Thursday, May 2, 2024

What you remember is shaped by your culture

"If we can understand how we remember, we can begin to really understand one another better," Angela Gutchess says. (Credit: Roco Julie/Flickr)
“If we can understand how we remember, we can begin to really understand one another better,” Angela Gutchess says. (Credit: Roco Julie/Flickr)

The details you remember about an event, such as your last birthday party, are determined in part by your cultural background.

Americans, for instance, tend to focus on primary, visual details—the color of the decorations or the type of icing on the cake. East Asians may better remember interpersonal details—who served the cake or whom they danced with.

“Your culture influences what you perceive to be important around you,” explains Angela Gutchess, an assistant professor of psychology at Brandeis University.

“If your culture values social interactions, you will remember those interactions better than a culture that values individual perceptions. Culture really shapes your memory.”

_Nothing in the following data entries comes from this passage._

//! RFC 3986 reference resolution.
//!
//! Used to turn the `href`s and `Location`s we find while discovering an
//! authorization endpoint into absolute URLs. Parsing follows the regular
//! expression from Appendix B of the RFC, so it never fails: anything that
//! does not look like a component simply comes back as absent.

use once_cell::sync::Lazy;
use regex::Regex;

static URI_COMPONENTS: Lazy<Regex> = Lazy::new(|| {
    Regex::new(r"(?s)^(?:([^:/?#]+):)?(?://([^/?#]*))?([^?#]*)(?:\?([^#]*))?(?:#(.*))?$").unwrap()
});

/// A URI split into its five components.
///
/// `None` means the component was not present at all, which is different
/// from present-but-empty (`http://a/b?` has an empty query, `http://a/b`
/// has none).
#[derive(Debug, Clone, Default, PartialEq, Eq)]
pub struct Uri {
    pub scheme: Option<String>,
    pub authority: Option<String>,
    pub path: String,
    pub query: Option<String>,
    pub fragment: Option<String>,
}

impl Uri {
    pub fn parse(input: &str) -> Self {
        let Some(caps) = URI_COMPONENTS.captures(input) else {
            return Self::default();
        };
        let part = |i: usize| caps.get(i).map(|m| m.as_str().to_string());
        Self {
            scheme: part(1),
            authority: part(2),
            path: part(3).unwrap_or_default(),
            query: part(4),
            fragment: part(5),
        }
    }
}

impl std::fmt::Display for Uri {
    fn fmt(&self, f: &mut std::fmt::Formatter<'_>) -> std::fmt::Result {
        if let Some(scheme) = &self.scheme {
            write!(f, "{}:", scheme)?;
        }
        if let Some(authority) = &self.authority {
            write!(f, "//{}", authority)?;
        }
        f.write_str(&self.path)?;
        if let Some(query) = &self.query {
            write!(f, "?{}", query)?;
        }
        if let Some(fragment) = &self.fragment {
            write!(f, "#{}", fragment)?;
        }
        Ok(())
    }
}

/// Resolve `reference` against `base` (RFC 3986 §5.2.2).
pub fn resolve(base: &str, reference: &str) -> String {
    let mut base = Uri::parse(base);
    if base.path.is_empty() {
        base.path = "/".to_string();
    }
    let reference = Uri::parse(reference);

    let target = if reference.scheme.is_some() {
        Uri {
            path: remove_dot_segments(&reference.path),
            ..reference
        }
    } else if reference.authority.is_some() {
        Uri {
            scheme: base.scheme,
            authority: reference.authority,
            path: remove_dot_segments(&reference.path),
            query: reference.query,
            fragment: reference.fragment,
        }
    } else if reference.path.is_empty() {
        Uri {
            scheme: base.scheme,
            authority: base.authority,
            path: base.path,
            query: reference.query.or(base.query),
            fragment: reference.fragment,
        }
    } else {
        let path = if reference.path.starts_with('/') {
            remove_dot_segments(&reference.path)
        } else {
            remove_dot_segments(&merge(&base, &reference.path))
        };
        Uri {
            scheme: base.scheme,
            authority: base.authority,
            path,
            query: reference.query,
            fragment: reference.fragment,
        }
    };

    target.to_string()
}

/// §5.2.3: append a relative path to everything up to the base's last `/`.
fn merge(base: &Uri, reference_path: &str) -> String {
    if base.authority.is_some() && base.path.is_empty() {
        return format!("/{}", reference_path);
    }
    match base.path.rfind('/') {
        Some(pos) => format!("{}{}", &base.path[..=pos], reference_path),
        None => reference_path.to_string(),
    }
}

/// §5.2.4: interpret and remove `.` and `..` segments from a path.
pub fn remove_dot_segments(path: &str) -> String {
    let mut input = path.to_string();
    let mut output = String::with_capacity(path.len());

    while !input.is_empty() {
        if let Some(rest) = input.strip_prefix("../") {
            input = rest.to_string();
        } else if let Some(rest) = input.strip_prefix("./") {
            input = rest.to_string();
        } else if let Some(rest) = input.strip_prefix("/./") {
            input = format!("/{}", rest);
        } else if input == "/." {
            input = "/".to_string();
        } else if let Some(rest) = input.strip_prefix("/../") {
            input = format!("/{}", rest);
            pop_last_segment(&mut output);
        } else if input == "/.." {
            input = "/".to_string();
            pop_last_segment(&mut output);
        } else if input == "." || input == ".." {
            input.clear();
        } else {
            let end = match input.strip_prefix('/') {
                Some(rest) => rest.find('/').map(|i| i + 1),
                None => input.find('/'),
            }
            .unwrap_or(input.len());
            output.push_str(&input[..end]);
            input.replace_range(..end, "");
        }
    }

    output
}

fn pop_last_segment(output: &mut String) {
    let keep = output.rfind('/').unwrap_or(0);
    output.truncate(keep);
}

#[cfg(test)]
mod tests {
    use super::*;

    const BASE: &str = "http://a/b/c/d;p?q";

    #[test]
    fn test_parse_keeps_empty_and_absent_apart() {
        let with_empty = Uri::parse("http://a/b?#");
        assert_eq!(with_empty.query.as_deref(), Some(""));
        assert_eq!(with_empty.fragment.as_deref(), Some(""));

        let without = Uri::parse("http://a/b");
        assert_eq!(without.scheme.as_deref(), Some("http"));
        assert_eq!(without.authority.as_deref(), Some("a"));
        assert_eq!(without.path, "/b");
        assert!(without.query.is_none());
        assert!(without.fragment.is_none());
    }

    #[test]
    fn test_parse_never_fails_on_garbage() {
        let uri = Uri::parse("::: not a [uri] %%");
        assert!(uri.scheme.is_none());
        assert_eq!(uri.to_string(), "::: not a [uri] %%");
    }

    #[test]
    fn test_normal_examples() {
        let cases = [
            ("g:h", "g:h"),
            ("g", "http://a/b/c/g"),
            ("./g", "http://a/b/c/g"),
            ("g/", "http://a/b/c/g/"),
            ("/g", "http://a/g"),
            ("//g", "http://g"),
            ("?y", "http://a/b/c/d;p?y"),
            ("g?y", "http://a/b/c/g?y"),
            ("#s", "http://a/b/c/d;p?q#s"),
            ("g#s", "http://a/b/c/g#s"),
            ("g?y#s", "http://a/b/c/g?y#s"),
            (";x", "http://a/b/c/;x"),
            ("g;x", "http://a/b/c/g;x"),
            ("g;x?y#s", "http://a/b/c/g;x?y#s"),
            ("", "http://a/b/c/d;p?q"),
            (".", "http://a/b/c/"),
            ("./", "http://a/b/c/"),
            ("..", "http://a/b/"),
            ("../", "http://a/b/"),
            ("../g", "http://a/b/g"),
            ("../..", "http://a/"),
            ("../../", "http://a/"),
            ("../../g", "http://a/g"),
        ];
        for (reference, expected) in cases {
            assert_eq!(resolve(BASE, reference), expected, "reference {:?}", reference);
        }
    }

    #[test]
    fn test_abnormal_examples() {
        let cases = [
            ("../../../g", "http://a/g"),
            ("../../../../g", "http://a/g"),
            ("/./g", "http://a/g"),
            ("/../g", "http://a/g"),
            ("g.", "http://a/b/c/g."),
            (".g", "http://a/b/c/.g"),
            ("g..", "http://a/b/c/g.."),
            ("..g", "http://a/b/c/..g"),
            ("./../g", "http://a/b/g"),
            ("./g/.", "http://a/b/c/g/"),
            ("g/./h", "http://a/b/c/g/h"),
            ("g/../h", "http://a/b/c/h"),
            ("g;x=1/./y", "http://a/b/c/g;x=1/y"),
            ("g;x=1/../y", "http://a/b/c/y"),
            ("g?y/./x", "http://a/b/c/g?y/./x"),
            ("g?y/../x", "http://a/b/c/g?y/../x"),
            ("g#s/./x", "http://a/b/c/g#s/./x"),
            ("g#s/../x", "http://a/b/c/g#s/../x"),
            ("http:g", "http:g"),
        ];
        for (reference, expected) in cases {
            assert_eq!(resolve(BASE, reference), expected, "reference {:?}", reference);
        }
    }

    #[test]
    fn test_lone_hash_forces_empty_fragment() {
        assert_eq!(resolve(BASE, "#"), "http://a/b/c/d;p?q#");
    }

    #[test]
    fn test_base_without_path_gets_root() {
        assert_eq!(resolve("https://user.example", "auth"), "https://user.example/auth");
        assert_eq!(resolve("https://user.example", ""), "https://user.example/");
    }

    #[test]
    fn test_absolute_reference_is_unchanged() {
        let absolute = "https://auth.example/endpoint?x=1#frag";
        assert_eq!(resolve(BASE, absolute), absolute);
        assert_eq!(resolve("https://other.example/", absolute), absolute);
    }

    #[test]
    fn test_remove_dot_segments_edge_cases() {
        assert_eq!(remove_dot_segments("/.."), "/");
        assert_eq!(remove_dot_segments("/."), "/");
        assert_eq!(remove_dot_segments("."), "");
        assert_eq!(remove_dot_segments(".."), "");
        assert_eq!(remove_dot_segments("/a/b/c/./../../g"), "/a/g");
        assert_eq!(remove_dot_segments("mid/content=5/../6"), "mid/6");
    }

    #[test]
    fn test_remove_dot_segments_is_identity_without_dots() {
        for path in ["", "/", "/a/b/c", "a/b", "/a//b/", "/.well-known/x", "/a..b/c."] {
            assert_eq!(remove_dot_segments(path), path);
        }
    }
}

To explore how the two are related, Gutchess and her team performed a series of memory tests on 65 students from the United States and East Asian countries, including China, Japan, and Korea.

Both sets of students scored similarly on general memory tests but American students showed more specific object recall. Gutchess showed both groups of students a series of images—a chair, a light, a desk.

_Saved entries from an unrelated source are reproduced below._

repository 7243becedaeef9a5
//! `Link` header parsing (RFC 8288).
//!
//! A header value may carry several comma-separated link-values, and a
//! `rel` parameter may list several relation types, quoted or bare:
//!
//! ```text
//! Link: <https://a.example/auth>; rel="authorization_endpoint me", </t>; rel=token_endpoint
//! ```

use once_cell::sync::Lazy;
use regex::Regex;

/// `<target>` followed by everything up to the next comma that is not
/// inside a quoted string.
static LINK_VALUE: Lazy<Regex> =
    Lazy::new(|| Regex::new(r#"<([^>]*)>((?:[^,"]|"(?:[^"\\]|\\.)*")*)"#).unwrap());

static LINK_PARAM: Lazy<Regex> = Lazy::new(|| {
    Regex::new(r#";\s*([!#$%&'*+.^_`|~0-9A-Za-z-]+)\s*(?:=\s*(?:"((?:[^"\\]|\\.)*)"|([^;\s]*)))?"#)
        .unwrap()
});

/// A single parsed link-value.
#[derive(Debug, Clone, PartialEq, Eq)]
pub struct Link {
    pub target: String,
    pub rels: Vec<String>,
}

impl Link {
    pub fn has_rel(&self, rel: &str) -> bool {
        self.rels.iter().any(|r| r.eq_ignore_ascii_case(rel))
    }
}

/// Parse one `Link` header value into its link-values, in order.
///
/// Malformed stretches between link-values are skipped rather than
/// rejecting the whole header.
pub fn parse(value: &str) -> Vec<Link> {
    LINK_VALUE
        .captures_iter(value)
        .map(|caps| {
            let target = caps[1].trim().to_string();
            let params = caps.get(2).map(|m| m.as_str()).unwrap_or_default();
            let rels = LINK_PARAM
                .captures_iter(params)
                .find(|p| p[1].eq_ignore_ascii_case("rel"))
                .map(|p| {
                    let raw = p
                        .get(2)
                        .or_else(|| p.get(3))
                        .map(|m| m.as_str())
                        .unwrap_or_default();
                    raw.split_ascii_whitespace().map(str::to_string).collect()
                })
                .unwrap_or_default();
            Link { target, rels }
        })
        .collect()
}

/// First target carrying `rel` across a list of header values, preserving
/// header order.
pub fn find_rel<'a, I>(values: I, rel: &str) -> Option<String>
where
    I: IntoIterator<Item = &'a String>,
{
    values
        .into_iter()
        .flat_map(|v| parse(v))
        .find(|link| link.has_rel(rel))
        .map(|link| link.target)
}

The next day, she showed them another series of objects in which some photographs were reprised from the previous series and some were just similar.

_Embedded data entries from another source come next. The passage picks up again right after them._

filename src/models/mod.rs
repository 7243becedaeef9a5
pub mod token;
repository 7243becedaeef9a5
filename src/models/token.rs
use chrono::{DateTime, Utc};
use serde::{Deserialize, Serialize};

/// An issued bearer token.
#[derive(Debug, Clone, PartialEq, Eq, Serialize, Deserialize)]
pub struct Token {
    /// 64 lowercase hex characters.
    pub value: String,
    /// Identity asserted by the authorization endpoint.
    pub me: String,
    pub client_id: String,
    /// Space-separated scope list.
    pub scope: String,
    pub created_at: DateTime<Utc>,
    /// Set once, never cleared.
    pub revoked_at: Option<DateTime<Utc>>,
}

impl Token {
    pub fn is_revoked(&self) -> bool {
        self.revoked_at.is_some()
    }
}

/// Fields needed to store a new, active token.
#[derive(Debug, Clone)]
pub struct NewToken {
    pub value: String,
    pub me: String,
    pub client_id: String,
    pub scope: String,
}

/// Shortened form of a token value that is safe to put in logs.
pub fn log_prefix(value: &str) -> &str {
    value.get(..8).unwrap_or(value)
}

The American students were better able to identify the duplicated pictures than their East Asian counterparts.

In a second test, Gutchess explored whether the two cultural groups remembered more detailed scenes differently—an office, a kitchen, the savannah. Again, participants were shown two series of photos and asked to identify same and similar images. Again, Americans scored higher on identifying duplicated scenes and objects.

SURPRISING RESULTS

“Previous studies had shown East Asians were better able to remember background and contextual details but this study showed that’s not always the case,” she says. “This may be because East Asian memory is more focused on emotional context and social detail than visual detail.”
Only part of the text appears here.